→ **TASK DIRECTIONS**: In exact form, please repeat the records from their opening line down to the line with "their input grams;", including that line.
== INPUT DATA ==
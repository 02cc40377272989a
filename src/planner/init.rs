//! Starting allocations for the gradient strategies.

use crate::models::{Macro, Macros, Strategy};
use crate::planner::scoring::Problem;
use crate::planner::seasoning::rescale;

/// Starting grams for `strategy`. Non-adjustable items keep their input grams;
/// seasonings are rescaled to match.
pub fn initial_grams(problem: &Problem, strategy: Strategy) -> Vec<u32> {
    let mut grams = problem.input_grams();
    match strategy {
        Strategy::MacroBalance => macro_balance(problem, &mut grams),
        Strategy::Midpoint | Strategy::Greedy => midpoint(problem, &mut grams),
        Strategy::CurrentValue => current_value(problem, &mut grams),
    }
    rescale(problem.items, &mut grams);
    grams
}

/// Every adjustable item at its range midpoint.
pub fn midpoint(problem: &Problem, grams: &mut [u32]) {
    for &i in problem.adjustable() {
        let item = &problem.items[i];
        if let Some(range) = item.adjustable_range() {
            grams[i] = range.snap(item.rounding(), range.midpoint());
        }
    }
}

fn current_value(problem: &Problem, grams: &mut [u32]) {
    for &i in problem.adjustable() {
        let item = &problem.items[i];
        if let Some(range) = item.adjustable_range() {
            grams[i] = range.snap(item.rounding(), item.current_grams as f64);
        }
    }
}

/// The nutrient an item carries most of, relative to its target.
fn dominant_macro(per_gram: &Macros, target: &Macros) -> Option<Macro> {
    let mut best: Option<(Macro, f64)> = None;
    for m in Macro::NUTRIENTS {
        let wanted = target.get(m);
        if wanted <= 0.0 || per_gram.get(m) <= 0.0 {
            continue;
        }
        let ratio = per_gram.get(m) / wanted;
        if best.is_none_or(|(_, r)| ratio > r) {
            best = Some((m, ratio));
        }
    }
    best.map(|(m, _)| m)
}

/// Group adjustable items by dominant macro and size each group so it alone
/// covers what the fixed items leave of that macro.
fn macro_balance(problem: &Problem, grams: &mut [u32]) {
    let mut fixed = Macros::default();
    for (i, &g) in grams.iter().enumerate() {
        if !problem.items[i].is_adjustable() {
            fixed.add_scaled(problem.per_gram(i), g as f64);
        }
    }

    let mut remaining = Macros::default();
    for m in Macro::ALL {
        *remaining.get_mut(m) = (problem.target.get(m) - fixed.get(m)).max(0.0);
    }

    let dominant: Vec<Option<Macro>> = problem
        .adjustable()
        .iter()
        .map(|&i| dominant_macro(problem.per_gram(i), problem.target))
        .collect();

    let mut group_density = Macros::default();
    for (&i, m) in problem.adjustable().iter().zip(&dominant) {
        if let Some(m) = m {
            *group_density.get_mut(*m) += problem.per_gram(i).get(*m);
        }
    }

    for (&i, m) in problem.adjustable().iter().zip(&dominant) {
        let item = &problem.items[i];
        let Some(range) = item.adjustable_range() else {
            continue;
        };
        let wanted = match m {
            Some(m) if group_density.get(*m) > 0.0 => remaining.get(*m) / group_density.get(*m),
            _ => range.midpoint(),
        };
        grams[i] = range.snap(item.rounding(), wanted);
    }
}
use crate::models::{Blocker, BlockerKind, Macro, PortionableItem};
use crate::planner::constants::{
    MAX_CALORIES_PER_100G, MAX_MACRO_SUM_PER_100G, MAX_NUTRIENT_PER_100G,
};

/// Physically impossible nutrition on a single item.
pub fn nutrition_violations(item: &PortionableItem) -> Vec<Blocker> {
    let mut blockers = Vec::new();
    let d = &item.density;

    for m in Macro::ALL {
        let value = d.get(m);
        let limit = match m {
            Macro::Calories => MAX_CALORIES_PER_100G,
            _ => MAX_NUTRIENT_PER_100G,
        };
        if !value.is_finite() || !(0.0..=limit).contains(&value) {
            blockers.push(Blocker::new(
                &item.name,
                BlockerKind::InvalidNutrition,
                value,
                format!(
                    "{} has {} {}{} per 100g, allowed 0-{}",
                    item.name,
                    value,
                    m.unit(),
                    if m == Macro::Calories {
                        String::new()
                    } else {
                        format!(" {}", m)
                    },
                    limit
                ),
            ));
        }
    }

    let macro_sum = d.protein + d.carbs + d.fat;
    if macro_sum > MAX_MACRO_SUM_PER_100G {
        blockers.push(Blocker::new(
            &item.name,
            BlockerKind::InvalidNutrition,
            macro_sum,
            format!(
                "{} has {:.1}g protein+carbs+fat per 100g, more than {}g",
                item.name, macro_sum, MAX_MACRO_SUM_PER_100G
            ),
        ));
    }

    if !(item.eaten_factor > 0.0 && item.eaten_factor <= 1.0) {
        blockers.push(Blocker::new(
            &item.name,
            BlockerKind::InvalidNutrition,
            item.eaten_factor,
            format!(
                "{} has eaten factor {}, must be in (0, 1]",
                item.name, item.eaten_factor
            ),
        ));
    }

    blockers
}

/// An adjustable range whose minimum lies above its ceiling.
pub fn range_violation(item: &PortionableItem) -> Option<Blocker> {
    let range = item.adjustable_range()?;
    if range.is_ordered() {
        return None;
    }
    Some(Blocker::new(
        &item.name,
        BlockerKind::InvalidRange,
        range.min as f64,
        format!(
            "{} has minimum {}g above its maximum {}g",
            item.name,
            range.min,
            range.ceiling()
        ),
    ))
}

/// Validate every item before any optimization is attempted.
pub fn validate_items(items: &[PortionableItem]) -> Vec<Blocker> {
    items
        .iter()
        .flat_map(|item| nutrition_violations(item).into_iter().chain(range_violation(item)))
        .collect()
}
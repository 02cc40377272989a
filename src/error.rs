use thiserror::Error;

#[derive(Debug, Error)]
pub enum PortionError {
    #[error("Item not found: {0}")]
    ItemNotFound(String),

    #[error("IO error: {0}")]
    Io(#[from] std::io::Error),

    #[error("JSON error: {0}")]
    Json(#[from] serde_json::Error),

    #[error("Prompt error: {0}")]
    Prompt(#[from] dialoguer::Error),

    #[error("CSV error: {0}")]
    Csv(#[from] csv::Error),

    #[error("Invalid date: {0}")]
    Date(#[from] chrono::ParseError),

    #[error("Invalid input: {0}")]
    InvalidInput(String),

    #[error("No items to portion")]
    NoItems,
}

pub type Result<T> = std::result::Result<T, PortionError>;
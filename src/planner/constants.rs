use crate::models::macros::Macros;

// ─────────────────────────────────────────────────────────────────────────────
// Item model
// ─────────────────────────────────────────────────────────────────────────────

/// Ceiling used when an item's maximum is 0 (unbounded).
pub const DEFAULT_MAX_GRAMS: u32 = 500;

/// Hard cap on any seasoning, regardless of per-item configuration.
pub const SEASONING_CAP_GRAMS: u32 = 15;

/// Seasoning grams when no scaling rate is known.
pub const SEASONING_FALLBACK_GRAMS: u32 = 5;

/// Upper bound for protein, carbs and fat per 100 g.
pub const MAX_NUTRIENT_PER_100G: f64 = 100.0;

/// Upper bound for calories per 100 g (pure fat is ~900).
pub const MAX_CALORIES_PER_100G: f64 = 900.0;

/// Protein + carbs + fat per 100 g may exceed 100 by label rounding slack.
pub const MAX_MACRO_SUM_PER_100G: f64 = 102.0;

// ─────────────────────────────────────────────────────────────────────────────
// Tolerances and options
// ─────────────────────────────────────────────────────────────────────────────

pub const DEFAULT_CALORIE_TOLERANCE: f64 = 50.0;
pub const DEFAULT_MACRO_TOLERANCE: f64 = 1.0;

/// Total iteration budget across every strategy.
pub const DEFAULT_MAX_ITERATIONS: usize = 1500;

// ─────────────────────────────────────────────────────────────────────────────
// Solver
// ─────────────────────────────────────────────────────────────────────────────

/// Squared-error weights for the coordinate step. Macros sit far above
/// calories because their tolerance is ±1 g against ±50 kcal.
pub const GRADIENT_WEIGHTS: Macros = Macros::new(1.0, 10.0, 8.0, 10.0);

/// Absolute-error weights for the acceptance score.
pub const SCORE_WEIGHTS: Macros = Macros::new(1.0, 10.0, 10.0, 10.0);

/// Score penalty for a FREE item whose grams are not a multiple of 5.
pub const UNALIGNED_FREE_PENALTY: f64 = 0.5;
pub const ALIGNMENT_GRAMS: u32 = 5;

/// Score weight of the normalized distance from the range midpoint.
pub const MIDPOINT_DISTANCE_WEIGHT: f64 = 0.1;

/// Fitness multiplier for weighted excess beyond the tolerance window.
pub const OUT_OF_TOLERANCE_PENALTY: f64 = 100.0;

/// Share of the budget reserved for the greedy fallback, in percent.
pub const GREEDY_BUDGET_PERCENT: usize = 15;

/// Valid candidates collected before an attempt stops improving.
pub const SUCCESS_QUOTA: usize = 5;

/// Iterations without fitness improvement before an attempt is stagnant.
pub const STAGNATION_PATIENCE: usize = 20;

/// Weighted squared error treated as an exact hit.
pub const CONVERGENCE_EPSILON: f64 = 1e-6;

/// Minimum fitness decrease that counts as an improvement.
pub const IMPROVEMENT_EPSILON: f64 = 1e-9;

pub const FINE_TUNE_MAX_PASSES: usize = 5;
pub const FINE_TUNE_GRAM_OFFSETS: [u32; 3] = [1, 2, 3];
pub const FINE_TUNE_STEP_MULTIPLES: [u32; 3] = [1, 2, 3];

pub const GREEDY_STEP_MULTIPLES: [u32; 4] = [1, 2, 5, 10];

// ─────────────────────────────────────────────────────────────────────────────
// Meal floor
// ─────────────────────────────────────────────────────────────────────────────

/// Minimum calories for any non-snack slot that has food in it.
pub const MEAL_MIN_CALORIES: f64 = 100.0;

// ─────────────────────────────────────────────────────────────────────────────
// Daily targets
// ─────────────────────────────────────────────────────────────────────────────

pub const KCAL_PER_GRAM_PROTEIN: f64 = 4.0;
pub const KCAL_PER_GRAM_CARBS: f64 = 4.0;
pub const KCAL_PER_GRAM_FAT: f64 = 9.0;

/// Derived fat never drops below this, so targets stay plannable.
pub const FAT_FLOOR_GRAMS: f64 = 30.0;

pub const DEFAULT_DAILY_CALORIES: f64 = 2000.0;
pub const DEFAULT_DAILY_PROTEIN: f64 = 150.0;
pub const DEFAULT_DAILY_CARBS: f64 = 200.0;

/// Largest allowed gap between `4p + 4c + 9f` and calories for a resolved target.
pub const MAX_ENERGY_GAP_KCAL: f64 = 8.0;

// ─────────────────────────────────────────────────────────────────────────────
// Record conversion
// ─────────────────────────────────────────────────────────────────────────────

/// Step used when a record sets none.
pub const DEFAULT_STEP_GRAMS: u32 = 5;

/// Name tokens that mark an otherwise unclassified item as a seasoning.
pub const SEASONING_NAME_PATTERNS: [&str; 12] = [
    "salt",
    "pepper",
    "sauce",
    "ketchup",
    "mustard",
    "mayo",
    "mayonnaise",
    "dressing",
    "spice",
    "seasoning",
    "vinegar",
    "soy",
];
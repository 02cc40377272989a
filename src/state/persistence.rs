use std::collections::HashMap;
use std::fs;
use std::path::Path;

use crate::error::Result;
use crate::models::{ItemRecord, PortionableItem, Portions};

/// Keep one record per id: the last occurrence, at the position of the first.
fn dedup(records: Vec<ItemRecord>) -> Vec<ItemRecord> {
    let mut position: HashMap<String, usize> = HashMap::new();
    let mut deduped: Vec<ItemRecord> = Vec::with_capacity(records.len());
    for record in records {
        match position.get(&record.id) {
            Some(&i) => deduped[i] = record,
            None => {
                position.insert(record.id.clone(), deduped.len());
                deduped.push(record);
            }
        }
    }
    deduped
}

/// Load meal item records from a JSON file.
///
/// Deduplicates by id (last occurrence wins).
pub fn load_records<P: AsRef<Path>>(path: P) -> Result<Vec<ItemRecord>> {
    let content = fs::read_to_string(path)?;
    let records: Vec<ItemRecord> = serde_json::from_str(&content)?;
    Ok(dedup(records))
}

/// Save meal item records to a JSON file.
///
/// Deduplicates by id before saving.
pub fn save_records<P: AsRef<Path>>(path: P, records: &[ItemRecord]) -> Result<()> {
    let deduped = dedup(records.to_vec());
    let json = serde_json::to_string_pretty(&deduped)?;
    fs::write(path, json)?;
    Ok(())
}

/// Write solved grams back into the records. Returns how many changed.
pub fn apply_portions(records: &mut [ItemRecord], portions: &Portions) -> usize {
    let mut changed = 0;
    for record in records.iter_mut() {
        if let Some(&grams) = portions.get(&record.id) {
            if record.quantity_grams != grams {
                record.quantity_grams = grams;
                changed += 1;
            }
        }
    }
    changed
}

/// Write solved portions to a CSV file, one row per item.
pub fn write_portions_csv<P: AsRef<Path>>(
    path: P,
    items: &[PortionableItem],
    portions: &Portions,
) -> Result<()> {
    let mut wtr = csv::Writer::from_path(path)?;

    wtr.write_record(["id", "name", "meal", "grams", "calories", "protein", "carbs", "fat"])?;

    for item in items {
        let grams = portions.get(&item.id).copied().unwrap_or(item.current_grams);
        let c = item.contribution(grams);
        wtr.write_record([
            item.id.clone(),
            item.name.clone(),
            item.meal_slot.to_string(),
            grams.to_string(),
            format!("{:.0}", c.calories),
            format!("{:.1}", c.protein),
            format!("{:.1}", c.carbs),
            format!("{:.1}", c.fat),
        ])?;
    }

    wtr.flush()?;
    Ok(())
}
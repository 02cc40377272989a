use std::path::Path;

use chrono::{Local, NaiveDate};
use clap::Parser;
use tracing::info;

use portion_optimizer_rs::cli::{Cli, Command};
use portion_optimizer_rs::config::{load_options, load_settings, SettingsFile, SolveOptions};
use portion_optimizer_rs::error::{PortionError, Result};
use portion_optimizer_rs::interface::{
    display_result, display_target, prompt_yes_no, resolve_item_name,
};
use portion_optimizer_rs::logging::init_logging;
use portion_optimizer_rs::models::MacroTarget;
use portion_optimizer_rs::planner::{resolve_target_from, solve};
use portion_optimizer_rs::state::{
    apply_portions, load_records, save_records, to_items, write_portions_csv,
};

fn main() {
    if let Err(e) = run() {
        eprintln!("Error: {}", e);
        std::process::exit(1);
    }
}

fn run() -> Result<()> {
    let cli = Cli::parse();
    init_logging(cli.verbose);
    let command = cli.command.unwrap_or_default();

    match command {
        Command::Solve {
            records,
            settings,
            date,
            options,
            lock,
            csv,
            save,
        } => cmd_solve(
            &records,
            settings.as_deref(),
            date.as_deref(),
            options.as_deref(),
            &lock,
            csv.as_deref(),
            save,
        ),
        Command::Target { settings, date } => cmd_target(settings.as_deref(), date.as_deref()),
    }
}

fn parse_date(date: Option<&str>) -> Result<NaiveDate> {
    match date {
        Some(s) => Ok(NaiveDate::parse_from_str(s.trim(), "%Y-%m-%d")?),
        None => Ok(Local::now().date_naive()),
    }
}

fn resolve(settings: Option<&Path>, date: NaiveDate) -> Result<MacroTarget> {
    let file = match settings {
        Some(path) => load_settings(path)?,
        None => SettingsFile::default(),
    };
    Ok(resolve_target_from(date, &file.settings, &file.overrides))
}

/// Print the resolved target for a day.
fn cmd_target(settings: Option<&Path>, date: Option<&str>) -> Result<()> {
    let date = parse_date(date)?;
    let target = resolve(settings, date)?;
    display_target(date, &target);
    Ok(())
}

/// Solve the day's portions and optionally save them.
fn cmd_solve(
    records_path: &Path,
    settings: Option<&Path>,
    date: Option<&str>,
    options: Option<&Path>,
    lock: &[String],
    csv: Option<&Path>,
    save: bool,
) -> Result<()> {
    if !records_path.exists() {
        eprintln!("Records file not found: {}", records_path.display());
        eprintln!("Pass --records with the path to your meal items JSON.");
        return Ok(());
    }

    let mut records = load_records(records_path)?;
    if records.is_empty() {
        return Err(PortionError::NoItems);
    }
    println!("Loaded {} meal items", records.len());

    for name in lock {
        let id = resolve_item_name(&records, name)?;
        if let Some(record) = records.iter_mut().find(|r| r.id == id) {
            record.meal.locked = true;
            println!("Locked: {}", record.product.name);
        }
    }

    let date = parse_date(date)?;
    let target = resolve(settings, date)?;
    display_target(date, &target);

    let options = match options {
        Some(path) => load_options(path)?,
        None => SolveOptions::default(),
    };

    let items = to_items(&records);
    let result = solve(&items, &target, &options);
    display_result(&result, &items, &target);

    if let Some(path) = csv {
        write_portions_csv(path, &items, result.portions())?;
        println!("Portions written to {}", path.display());
    }

    if save && result.is_success() {
        let confirm = prompt_yes_no("Save solved portions to the records file?", true)?;
        if confirm {
            let changed = apply_portions(&mut records, result.portions());
            save_records(records_path, &records)?;
            info!(changed, path = %records_path.display(), "records saved");
            println!("Saved {} updated portions.", changed);
        }
    } else if save {
        println!("Not saving: no plan within tolerance.");
    }

    Ok(())
}
use rand::seq::SliceRandom;
use rand::Rng;

use crate::models::{Category, GramRange, MacroTarget, Macros, MealSlot, PortionableItem};

/// A food the generator can draw from.
#[derive(Debug, Clone, Copy)]
pub struct CatalogFood {
    pub name: &'static str,
    pub category: Category,
    /// Nutrients per 100 g.
    pub density: Macros,
    pub min_grams: u32,
    pub max_grams: u32,
}

const fn food(
    name: &'static str,
    category: Category,
    density: Macros,
    min_grams: u32,
    max_grams: u32,
) -> CatalogFood {
    CatalogFood {
        name,
        category,
        density,
        min_grams,
        max_grams,
    }
}

/// Common foods with realistic per-100g values and serving ranges.
pub const CATALOG: [CatalogFood; 18] = [
    food("Chicken breast", Category::Protein, Macros::new(165.0, 31.0, 0.0, 3.6), 100, 300),
    food("Salmon", Category::Protein, Macros::new(208.0, 20.0, 0.0, 13.0), 80, 250),
    food("Eggs", Category::Protein, Macros::new(155.0, 13.0, 1.1, 11.0), 100, 200),
    food("Firm tofu", Category::Protein, Macros::new(144.0, 17.0, 3.0, 9.0), 100, 300),
    food("Lean beef", Category::Protein, Macros::new(250.0, 26.0, 0.0, 15.0), 80, 250),
    food("Rice", Category::Carb, Macros::new(130.0, 2.7, 28.0, 0.3), 80, 300),
    food("Pasta", Category::Carb, Macros::new(158.0, 5.8, 31.0, 0.9), 80, 300),
    food("Oats", Category::Carb, Macros::new(389.0, 16.9, 66.3, 6.9), 30, 120),
    food("Potato", Category::Carb, Macros::new(77.0, 2.0, 17.0, 0.1), 100, 400),
    food("Bread", Category::Carb, Macros::new(265.0, 9.0, 49.0, 3.2), 30, 150),
    food("Broccoli", Category::Vegetable, Macros::new(34.0, 2.8, 7.0, 0.4), 50, 300),
    food("Spinach", Category::Vegetable, Macros::new(23.0, 2.9, 3.6, 0.4), 30, 200),
    food("Carrot", Category::Vegetable, Macros::new(41.0, 0.9, 10.0, 0.2), 50, 250),
    food("Olive oil", Category::Fat, Macros::new(884.0, 0.0, 0.0, 100.0), 5, 30),
    food("Almonds", Category::Fat, Macros::new(579.0, 21.0, 22.0, 50.0), 10, 60),
    food("Greek yogurt", Category::Dairy, Macros::new(59.0, 10.0, 3.6, 0.4), 100, 300),
    food("Cheddar", Category::Dairy, Macros::new(403.0, 25.0, 1.3, 33.0), 20, 80),
    food("Banana", Category::Fruit, Macros::new(89.0, 1.1, 23.0, 0.3), 80, 200),
];

/// Shape of generated scenarios.
#[derive(Debug, Clone)]
pub struct ScenarioConfig {
    /// Items beyond the guaranteed protein.
    pub min_extra_items: usize,
    pub max_extra_items: usize,
    /// Chance each extra item is locked at its planted grams.
    pub lock_probability: f64,
    pub step_grams: u32,
}

impl Default for ScenarioConfig {
    fn default() -> Self {
        Self {
            min_extra_items: 1,
            max_extra_items: 4,
            lock_probability: 0.2,
            step_grams: 5,
        }
    }
}

/// A feasible problem: the target is the totals of a planted allocation.
#[derive(Debug, Clone)]
pub struct Scenario {
    pub index: usize,
    pub items: Vec<PortionableItem>,
    pub target: MacroTarget,
    /// The allocation the target was built from.
    pub planted: Vec<u32>,
}

impl Scenario {
    pub fn locked_count(&self) -> usize {
        self.items.iter().filter(|i| !i.is_adjustable()).count()
    }
}

fn slug(name: &str) -> String {
    name.to_lowercase().replace(' ', "_")
}

/// Generate one scenario. Every scenario has at least one adjustable protein
/// item, so the single lunch meal always clears the meal floor.
pub fn generate_scenario(rng: &mut impl Rng, index: usize, config: &ScenarioConfig) -> Scenario {
    let proteins: Vec<usize> = CATALOG
        .iter()
        .enumerate()
        .filter(|(_, f)| f.category == Category::Protein)
        .map(|(i, _)| i)
        .collect();
    let first = proteins[rng.gen_range(0..proteins.len())];

    let mut others: Vec<usize> = (0..CATALOG.len()).filter(|&i| i != first).collect();
    others.shuffle(rng);
    let max_extra = config.max_extra_items.max(config.min_extra_items);
    let extra = rng.gen_range(config.min_extra_items..=max_extra);

    let mut items = Vec::with_capacity(extra + 1);
    let mut planted = Vec::with_capacity(extra + 1);
    let mut target = Macros::default();

    for (n, i) in std::iter::once(first)
        .chain(others.into_iter().take(extra))
        .enumerate()
    {
        let food = &CATALOG[i];
        let id = format!("{}-{}", slug(food.name), n);
        let grams = rng.gen_range(food.min_grams..=food.max_grams);
        let locked = n > 0 && rng.gen_bool(config.lock_probability.clamp(0.0, 1.0));

        let item = if locked {
            PortionableItem::locked(
                &id,
                food.name,
                food.category,
                MealSlot::Lunch,
                food.density,
                grams,
            )
        } else {
            PortionableItem::adjustable(
                &id,
                food.name,
                food.category,
                MealSlot::Lunch,
                food.density,
                GramRange::new(food.min_grams, food.max_grams),
            )
            .with_step(config.step_grams)
        };

        target.add_scaled(&item.per_gram(), grams as f64);
        items.push(item);
        planted.push(grams);
    }

    Scenario {
        index,
        items,
        target: target.rounded(),
        planted,
    }
}

/// Generate `count` scenarios from one seeded generator.
pub fn generate_scenarios(
    rng: &mut impl Rng,
    count: usize,
    config: &ScenarioConfig,
) -> Vec<Scenario> {
    (0..count)
        .map(|index| generate_scenario(rng, index, config))
        .collect()
}
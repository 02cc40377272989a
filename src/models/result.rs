use std::collections::BTreeMap;

use serde::{Serialize, Serializer};

use crate::models::item::MealSlot;
use crate::models::macros::{Macro, Macros};

/// Solved grams keyed by item id, in id order.
pub type Portions = BTreeMap<String, u32>;

/// Closed taxonomy of solve failures.
#[derive(Debug, Clone, Copy, PartialEq, Eq, Serialize)]
#[serde(rename_all = "snake_case")]
pub enum FailureReason {
    InvalidProductNutrition,
    NoAdjustableItems,
    ImpossibleTargets,
    Stagnation,
    MaxIterationsExceeded,
}

impl FailureReason {
    pub fn as_str(self) -> &'static str {
        match self {
            FailureReason::InvalidProductNutrition => "invalid_product_nutrition",
            FailureReason::NoAdjustableItems => "no_adjustable_items",
            FailureReason::ImpossibleTargets => "impossible_targets",
            FailureReason::Stagnation => "stagnation",
            FailureReason::MaxIterationsExceeded => "max_iterations_exceeded",
        }
    }
}

impl std::fmt::Display for FailureReason {
    fn fmt(&self, f: &mut std::fmt::Formatter<'_>) -> std::fmt::Result {
        f.write_str(self.as_str())
    }
}

/// Which constraint a blocker reports.
#[derive(Debug, Clone, Copy, PartialEq, Eq)]
pub enum BlockerKind {
    InvalidNutrition,
    InvalidRange,
    MaxAchievable(Macro),
    MinAchievable(Macro),
    AtMaximum,
    AtMinimum,
    LockedContribution,
    MealBelowMinimum,
    OutOfTolerance(Macro),
}

impl std::fmt::Display for BlockerKind {
    fn fmt(&self, f: &mut std::fmt::Formatter<'_>) -> std::fmt::Result {
        match self {
            BlockerKind::InvalidNutrition => f.write_str("invalid_nutrition"),
            BlockerKind::InvalidRange => f.write_str("invalid_range"),
            BlockerKind::MaxAchievable(m) => write!(f, "max_achievable_{}", m),
            BlockerKind::MinAchievable(m) => write!(f, "min_achievable_{}", m),
            BlockerKind::AtMaximum => f.write_str("at_maximum"),
            BlockerKind::AtMinimum => f.write_str("at_minimum"),
            BlockerKind::LockedContribution => f.write_str("locked"),
            BlockerKind::MealBelowMinimum => f.write_str("meal_below_minimum"),
            BlockerKind::OutOfTolerance(m) => write!(f, "out_of_tolerance_{}", m),
        }
    }
}

impl Serialize for BlockerKind {
    fn serialize<S: Serializer>(&self, serializer: S) -> Result<S::Ok, S::Error> {
        serializer.collect_str(self)
    }
}

/// Structured explanation of why a plan cannot be met.
#[derive(Debug, Clone, PartialEq, Serialize)]
pub struct Blocker {
    /// Item (or meal slot, or "total") the blocker is about.
    pub item_name: String,
    pub constraint: BlockerKind,
    pub value: f64,
    pub detail: String,
}

impl Blocker {
    pub fn new(item_name: &str, constraint: BlockerKind, value: f64, detail: String) -> Self {
        Self {
            item_name: item_name.to_string(),
            constraint,
            value,
            detail,
        }
    }
}

/// Initialization strategy of one solver attempt, in run order.
#[derive(Debug, Clone, Copy, PartialEq, Eq, Serialize)]
#[serde(rename_all = "snake_case")]
pub enum Strategy {
    MacroBalance,
    Midpoint,
    CurrentValue,
    Greedy,
}

/// Terminal state of one attempt.
#[derive(Debug, Clone, Copy, PartialEq, Eq, Serialize)]
#[serde(rename_all = "snake_case")]
pub enum AttemptOutcome {
    Converged,
    Stagnant,
    BudgetExhausted,
}

/// Per-attempt record kept when `debug_mode` is on.
#[derive(Debug, Clone, Serialize)]
pub struct AttemptSummary {
    pub strategy: Strategy,
    pub outcome: AttemptOutcome,
    pub iterations: usize,
    /// Weighted delta of the attempt's best allocation.
    pub weighted_delta: f64,
    pub found_valid: bool,
    /// Slots that broke the meal floor, with their calories.
    pub meal_floor_violations: Vec<(MealSlot, f64)>,
}

#[derive(Debug, Clone, Default, Serialize)]
pub struct SolveDiagnostics {
    pub attempts: Vec<AttemptSummary>,
}

/// Outcome of one `solve` call.
#[derive(Debug, Clone, Serialize)]
#[serde(tag = "status", rename_all = "snake_case")]
pub enum SolveResult {
    Success {
        portions: Portions,
        totals: Macros,
        score: f64,
        iterations: usize,
        #[serde(skip_serializing_if = "Option::is_none")]
        diagnostics: Option<SolveDiagnostics>,
    },
    Failure {
        reason: FailureReason,
        blockers: Vec<Blocker>,
        closest_totals: Macros,
        target_delta: Macros,
        /// Always present, never all-zero for adjustable items.
        best_effort_portions: Portions,
        best_effort_totals: Macros,
        #[serde(skip_serializing_if = "Option::is_none")]
        diagnostics: Option<SolveDiagnostics>,
    },
}

impl SolveResult {
    pub fn is_success(&self) -> bool {
        matches!(self, SolveResult::Success { .. })
    }

    /// Accepted portions on success, best-effort portions on failure.
    pub fn portions(&self) -> &Portions {
        match self {
            SolveResult::Success { portions, .. } => portions,
            SolveResult::Failure {
                best_effort_portions,
                ..
            } => best_effort_portions,
        }
    }

    /// Totals of `portions()`.
    pub fn totals(&self) -> &Macros {
        match self {
            SolveResult::Success { totals, .. } => totals,
            SolveResult::Failure {
                best_effort_totals, ..
            } => best_effort_totals,
        }
    }

    pub fn reason(&self) -> Option<FailureReason> {
        match self {
            SolveResult::Success { .. } => None,
            SolveResult::Failure { reason, .. } => Some(*reason),
        }
    }

    pub fn blockers(&self) -> &[Blocker] {
        match self {
            SolveResult::Success { .. } => &[],
            SolveResult::Failure { blockers, .. } => blockers,
        }
    }

    pub fn diagnostics(&self) -> Option<&SolveDiagnostics> {
        match self {
            SolveResult::Success { diagnostics, .. } | SolveResult::Failure { diagnostics, .. } => {
                diagnostics.as_ref()
            }
        }
    }
}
===
→ **SOLUTION TO THIS PROBLEM**:
repository 02cc40377272989a
filename src/planner/init.rs
//! Starting allocations for the gradient strategies.

use crate::models::{Macro, Macros, Strategy};
use crate::planner::scoring::Problem;
use crate::planner::seasoning::rescale;

/// Starting grams for `strategy`. Non-adjustable items keep their input grams;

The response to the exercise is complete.